The twittersphere has shown support for Kent's views - and being the Maven fan I am, I figured I'd take some time to try countering his post a bit (forgive me if this post is a bit unstructured, I'm trying to squeeze it out under some time pressure).
I think this first paragraph contains a lot of absolute statements that happen to be false in a lot of cases. My experience is that a lot of projects or modules are built the same way. It's a bunch of source code, and in the end you end up with a JAR-file. We've got a 25 module web application at work, and I just mavenized the whole thing from Ant. All of the modules exlucding the final web-app module itself were easily built with Maven. Nobody says that every module in the world is built this way, but it sure is a lot. Java code goes in, JAR-file comes out.
It's easy to write an Ant task that does the same thing, but then you end up with all the dependencies in one libs blob, and you invent a big bunch of conventions for your project, which may or may not be more practical than Maven's conventions.

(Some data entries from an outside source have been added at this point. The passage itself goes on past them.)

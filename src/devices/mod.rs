//! Device drivers
//!
//! Drivers are written against the platform capability traits only, so the
//! same code runs on hardware and against the mock platform.
//!
//! ## Modules
//!
//! - `sja1105`: NXP SJA1105 Ethernet switch control plane

pub mod sja1105;
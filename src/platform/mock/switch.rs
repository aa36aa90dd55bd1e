//! Simulated SJA1105 for host testing
//!
//! `MockSwitch` implements the full [`Sja1105Platform`] capability set on top
//! of an in-memory register file. It decodes control frames the way the
//! switch does, so a write followed by a read of the same address echoes the
//! written words. Everything that happens is recorded on a timeline stamped
//! with a simulated clock that only advances through the delay capabilities.

use crate::core::traits::{SharedState, StdState};
use crate::devices::sja1105::RegisterMap;
use crate::platform::{
    crc::Crc32Accumulator,
    error::{MutexError, PlatformError, SpiError},
    traits::Sja1105Platform,
    Result,
};
use sja1105_core::frame::{ControlFrame, Direction};
use sja1105_core::status::Variant;
use std::collections::{BTreeMap, HashMap, VecDeque};
use std::string::{String, ToString};
use std::sync::{Condvar, Mutex};
use std::time::Duration;
use std::vec::Vec;

/// One recorded platform interaction
#[derive(Debug, Clone, PartialEq, Eq)]
pub enum MockEvent {
    /// Chip select driven (`true` = asserted)
    ChipSelect(bool),
    /// Reset line driven
    ResetLine(bool),
    /// Transmit call
    Transmit(Vec<u32>),
    /// Receive call of the given length
    Receive(usize),
    /// Full-duplex call
    TransmitReceive { tx: Vec<u32>, rx: Vec<u32> },
    /// Nanosecond delay
    DelayNs(u32),
    /// Millisecond delay
    DelayMs(u32),
}

/// Timeline entry
#[derive(Debug, Clone, PartialEq, Eq)]
pub struct Stamped {
    /// Simulated time of the event in nanoseconds
    pub at_ns: u64,
    /// What happened
    pub event: MockEvent,
}

/// Bus-level transaction, for tests that only care about SPI traffic
#[derive(Debug, Clone, PartialEq, Eq)]
pub enum SpiTransaction {
    /// Transmit only
    Transmit { words: Vec<u32> },
    /// Receive only
    Receive { len: usize },
    /// Full-duplex
    TransmitReceive { tx: Vec<u32>, rx: Vec<u32> },
}

#[derive(Default)]
struct SimState {
    registers: BTreeMap<u32, u32>,
    power_on: BTreeMap<u32, u32>,
    queued_reads: HashMap<u32, VecDeque<u32>>,
    self_clearing: HashMap<u32, u32>,
    timeline: Vec<Stamped>,
    frames: Vec<ControlFrame>,
    clock_ns: u64,
    cs_active: bool,
    reset_high: bool,
    pending: Option<ControlFrame>,
    cursor: u32,
    transmits_until_failure: Option<usize>,
    fail_receive: bool,
    crc: Crc32Accumulator,
    crc_resets: usize,
    logs: Vec<String>,
    unlocked_bus_access: usize,
}

impl SimState {
    fn record(&mut self, event: MockEvent) {
        self.timeline.push(Stamped {
            at_ns: self.clock_ns,
            event,
        });
    }

    fn read_word(&mut self, addr: u32) -> u32 {
        if let Some(queue) = self.queued_reads.get_mut(&addr) {
            if let Some(value) = queue.pop_front() {
                return value;
            }
        }
        self.registers.get(&addr).copied().unwrap_or(0)
    }

    fn write_word(&mut self, addr: u32, value: u32) {
        let cleared = self.self_clearing.get(&addr).copied().unwrap_or(0);
        self.registers.insert(addr, value & !cleared);
    }

    fn next_transmit_fails(&mut self) -> bool {
        match self.transmits_until_failure.as_mut() {
            Some(0) => true,
            Some(n) => {
                *n -= 1;
                false
            }
            None => false,
        }
    }

    /// Feed transmitted words through the frame decoder
    fn absorb(&mut self, words: &[u32]) {
        let mut payload = words;
        if self.pending.is_none() {
            let Some((&first, rest)) = words.split_first() else {
                return;
            };
            let frame = ControlFrame::decode(first);
            self.frames.push(frame);
            self.pending = Some(frame);
            self.cursor = frame.address();
            payload = rest;
        }
        if let Some(frame) = self.pending {
            if frame.direction() == Direction::Write {
                for &word in payload {
                    let addr = self.cursor;
                    self.write_word(addr, word);
                    self.cursor = self.cursor.wrapping_add(1);
                }
            }
        }
    }
}

/// Simulated SJA1105 switch
///
/// # Example
///
/// ```
/// use sja1105::platform::mock::MockSwitch;
/// use sja1105::devices::sja1105::{Sja1105, Sja1105Config};
///
/// let mock = MockSwitch::new();
/// let switch = Sja1105::new(&mock, Sja1105Config::default());
/// switch.write_register(0x20, &[1, 2, 3]).unwrap();
///
/// let mut back = [0u32; 3];
/// switch.read_register(0x20, &mut back).unwrap();
/// assert_eq!(back, [1, 2, 3]);
/// ```
pub struct MockSwitch {
    state: StdState<SimState>,
    held: Mutex<bool>,
    released: Condvar,
}
#![cfg_attr(not(test), no_std)]

//! sja1105 - SPI control-plane protocol layer for NXP SJA1105 Ethernet switches
//!
//! This library provides the platform capability abstraction, the SJA1105
//! device handle with its register, table, lookup table and reset
//! operations, and a simulated switch for host testing.

#[cfg(all(feature = "mock", not(test)))]
extern crate std;

// Platform capabilities (SPI, pins, delays, mutex, CRC, log sink)
pub mod platform;

// Device drivers using platform abstraction
pub mod devices;

// Shared infrastructure (logging, synchronized state)
pub mod core;

pub use devices::sja1105::{Sja1105, Sja1105Config, Sja1105Error};
pub use platform::{PlatformError, Sja1105Platform};
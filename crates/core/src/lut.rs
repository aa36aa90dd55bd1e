//! Lookup table invalidation planning
//!
//! Dynamic reconfiguration of a lookup table entry is a write of the entry
//! image followed by a command word that tells the switch what to do with it.
//! Writing the command with VALIDENT cleared invalidates the entry at the
//! index carried in the image. The switch clears the VALID bit of the command
//! register once the command has been processed.
//!
//! [`LutLayout`] captures where those registers live and where the index
//! field sits, so that the invalidation algorithm stays device independent.

use core::ops::RangeInclusive;
use heapless::Vec;

/// Longest entry image, in words, a layout may describe
pub const MAX_ENTRY_WORDS: usize = 8;

/// Entry image plus command word
pub const MAX_BURST_WORDS: usize = MAX_ENTRY_WORDS + 1;

/// Lookup table range errors
#[derive(Debug, Clone, Copy, PartialEq, Eq)]
pub enum LutError {
    /// `low` is above `high`
    InvertedRange { low: u16, high: u16 },
    /// Index beyond the table capacity
    OutOfBounds { index: u16, capacity: u16 },
    /// Layout describes an entry image longer than [`MAX_ENTRY_WORDS`]
    EntryTooLong(usize),
}

impl core::fmt::Display for LutError {
    fn fmt(&self, f: &mut core::fmt::Formatter<'_>) -> core::fmt::Result {
        match self {
            LutError::InvertedRange { low, high } => {
                write!(f, "inverted range {}..={}", low, high)
            }
            LutError::OutOfBounds { index, capacity } => {
                write!(f, "index {} out of bounds (capacity {})", index, capacity)
            }
            LutError::EntryTooLong(n) => write!(f, "entry image of {} words too long", n),
        }
    }
}

/// Register layout of a dynamically reconfigurable lookup table
#[derive(Debug, Clone, Copy, PartialEq, Eq)]
pub struct LutLayout {
    /// Address of the first entry image word
    pub entry_addr: u32,
    /// Entry image length in words
    pub entry_words: usize,
    /// Word of the image that holds the index field
    pub index_word: usize,
    /// Bit position of the index field
    pub index_shift: u32,
    /// Index field mask (before shifting)
    pub index_mask: u32,
    /// Address of the command word
    pub command_addr: u32,
    /// VALID bit: set by the host to start a command, cleared by the switch when done
    pub valid: u32,
    /// RDWRSET bit: selects a write command
    pub rdwrset: u32,
    /// VALIDENT bit: entry validity written by the command
    pub valident: u32,
    /// Extra command bits ORed into every invalidation (host command field)
    pub command_extra: u32,
    /// Number of entries in the table
    pub capacity: u16,
}

/// One register write of an invalidation command
#[derive(Debug, Clone, PartialEq, Eq)]
pub struct LutWrite {
    /// Target address
    pub address: u32,
    /// Payload
    pub data: Vec<u32, MAX_BURST_WORDS>,
}

impl LutLayout {
    /// Whether the command word directly follows the entry image
    ///
    /// When it does, image and command go out as a single transaction.
    pub fn is_contiguous(&self) -> bool {
        self.command_addr == self.entry_addr.wrapping_add(self.entry_words as u32)
    }

    /// Validate an inclusive index range against the table capacity
    ///
    /// # Errors
    ///
    /// Returns `LutError::InvertedRange` when `low > high` and
    /// `LutError::OutOfBounds` when `high` is beyond the capacity.
    pub fn check_range(&self, low: u16, high: u16) -> Result<RangeInclusive<u16>, LutError> {
        if low > high {
            return Err(LutError::InvertedRange { low, high });
        }
        if high >= self.capacity {
            return Err(LutError::OutOfBounds {
                index: high,
                capacity: self.capacity,
            });
        }
        if self.entry_words > MAX_ENTRY_WORDS || self.index_word >= self.entry_words.max(1) {
            return Err(LutError::EntryTooLong(self.entry_words));
        }
        Ok(low..=high)
    }

    /// Command word that invalidates the entry carried in the image
    pub fn invalidate_command(&self) -> u32 {
        (self.valid | self.rdwrset | self.command_extra) & !self.valident
    }

    /// Register writes that invalidate the entry at `index`
    ///
    /// One write when the layout is contiguous, otherwise the entry image
    /// followed by the command word.
    pub fn invalidate_writes(&self, index: u16) -> Vec<LutWrite, 2> {
        let mut image: Vec<u32, MAX_BURST_WORDS> = Vec::new();
        for word in 0..self.entry_words.min(MAX_ENTRY_WORDS) {
            let value = if word == self.index_word {
                (index as u32 & self.index_mask) << self.index_shift
            } else {
                0
            };
            let _ = image.push(value);
        }

        let mut writes = Vec::new();
        if self.is_contiguous() {
            let _ = image.push(self.invalidate_command());
            let _ = writes.push(LutWrite {
                address: self.entry_addr,
                data: image,
            });
        } else {
            let mut command = Vec::new();
            let _ = command.push(self.invalidate_command());
            if !image.is_empty() {
                let _ = writes.push(LutWrite {
                    address: self.entry_addr,
                    data: image,
                });
            }
            let _ = writes.push(LutWrite {
                address: self.command_addr,
                data: command,
            });
        }
        writes
    }
}
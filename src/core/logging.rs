//! Logging abstraction
//!
//! Two logging paths exist side by side:
//!
//! - The `log_*!` macros carry the crate's own diagnostics. They go to defmt
//!   when the `defmt` feature is enabled, to stdout/stderr in host test
//!   builds, and compile to nothing otherwise.
//! - [`device_log!`] feeds the device handle's log sink
//!   (`Sja1105Platform::write_log`). It only fires when the handle's
//!   configuration enables logging and prefixes every message with the
//!   source location and the switch ID.

use core::fmt::{self, Write};
use heapless::String;

/// Capacity of one device log line
pub const LOG_MSG_SIZE: usize = 192;

/// Format one device log line: `file:line (id=N) message`
///
/// Messages longer than [`LOG_MSG_SIZE`] are truncated.
pub fn format_device_log(
    file: &str,
    line: u32,
    switch_id: u8,
    args: fmt::Arguments<'_>,
) -> String<LOG_MSG_SIZE> {
    let file = file.rsplit(['/', '\\']).next().unwrap_or(file);
    let mut message = String::new();
    let _ = write!(message, "{}:{} (id={}) ", file, line, switch_id);
    let _ = message.write_fmt(args);
    message
}

/// Send a formatted line to the device log sink when logging is enabled
///
/// Expects a `Sja1105` handle (or anything with `config()` and `platform()`).
macro_rules! device_log {
    ($dev:expr, $($arg:tt)*) => {{
        if $dev.config().logging {
            let line = $crate::core::logging::format_device_log(
                file!(),
                line!(),
                $dev.config().switch_id,
                format_args!($($arg)*),
            );
            $crate::platform::Sja1105Platform::write_log($dev.platform(), line.as_str());
        }
    }};
}

pub(crate) use device_log;

/// Log informational message
#[macro_export]
macro_rules! log_info {
    ($($arg:tt)*) => {{
        #[cfg(feature = "defmt")]
        ::defmt::info!($($arg)*);

        #[cfg(all(not(feature = "defmt"), test))]
        println!("[INFO] {}", format!($($arg)*));
    }};
}

/// Log warning message
#[macro_export]
macro_rules! log_warn {
    ($($arg:tt)*) => {{
        #[cfg(feature = "defmt")]
        ::defmt::warn!($($arg)*);

        #[cfg(all(not(feature = "defmt"), test))]
        println!("[WARN] {}", format!($($arg)*));
    }};
}

/// Log error message
#[macro_export]
macro_rules! log_error {
    ($($arg:tt)*) => {{
        #[cfg(feature = "defmt")]
        ::defmt::error!($($arg)*);

        #[cfg(all(not(feature = "defmt"), test))]
        eprintln!("[ERROR] {}", format!($($arg)*));
    }};
}

/// Log debug message
#[macro_export]
macro_rules! log_debug {
    ($($arg:tt)*) => {{
        #[cfg(feature = "defmt")]
        ::defmt::debug!($($arg)*);

        #[cfg(all(not(feature = "defmt"), test))]
        println!("[DEBUG] {}", format!($($arg)*));
    }};
}

/// Log trace message
#[macro_export]
macro_rules! log_trace {
    ($($arg:tt)*) => {{
        #[cfg(feature = "defmt")]
        ::defmt::trace!($($arg)*);

        #[cfg(all(not(feature = "defmt"), test))]
        println!("[TRACE] {}", format!($($arg)*));
    }};
}

#[cfg(test)]
mod tests {
    use super::*;

    #[test]
    fn test_device_log_prefix() {
        let line = format_device_log("src/devices/sja1105/io.rs", 42, 3, format_args!("x={}", 7));
        assert_eq!(line.as_str(), "io.rs:42 (id=3) x=7");
    }

    #[test]
    fn test_device_log_truncates() {
        let long = "a".repeat(400);
        let line = format_device_log("f.rs", 1, 0, format_args!("{}", long));
        assert!(line.len() <= LOG_MSG_SIZE);
        assert!(line.starts_with("f.rs:1 (id=0) "));
    }
}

You have to document and maintain these conventions, and in all the handful of large Ant-built projects I have seen, these home-made conventions have been unclear, impractical and poorly documented. If you exclude Maven from your tool-suite, I sure hope your build-script developers are real professional smart people. I've met some people like this, and they have made great Ant-powered build conventions, but these same people are most of the time big Maven fans as well.
* Gradle
* Ant+Ivy
* Buildr
.. and Maven of course. I am now so addicted to proper dependency management and artifact (Maven) repositories, that I wouldn't want to use a build-system lacking this, so I wouldn't use Ant without Ivy, for instance.
You do run into tasks that are hard to do with Maven, and in some cases, configuring up the respective Maven plugin is harder. But this depends on the maturity of the plugin, just as it does on the maturity of the Ant task. I recently generated some web service stubs using some Maven Axis plugin, and it was some few lines of configuration just pointing at the wsdl, and worked like a charm after ten minutes of fiddling. The equivelant Ant job wasn't any smaller, and the authors had fallen into this nasty routine of checking the generated stubs into SVN, instead of doing it as part of the build, leading to more manual build steps you have to remember (if anyone has noticed a correlation between working with an Ant environment, and the number of manual steps included for doing a build, well, I share that feeling).
The rest of the post also have this opinionated feel to it. Saying Maven is the worst implementation of bad ideas, well, I think the ideas of dependency resolution and standardized build conventions are good ideas, and Maven is the only tool that really implements all the things I want from a build/dependency/release management system, and it does this fairly well.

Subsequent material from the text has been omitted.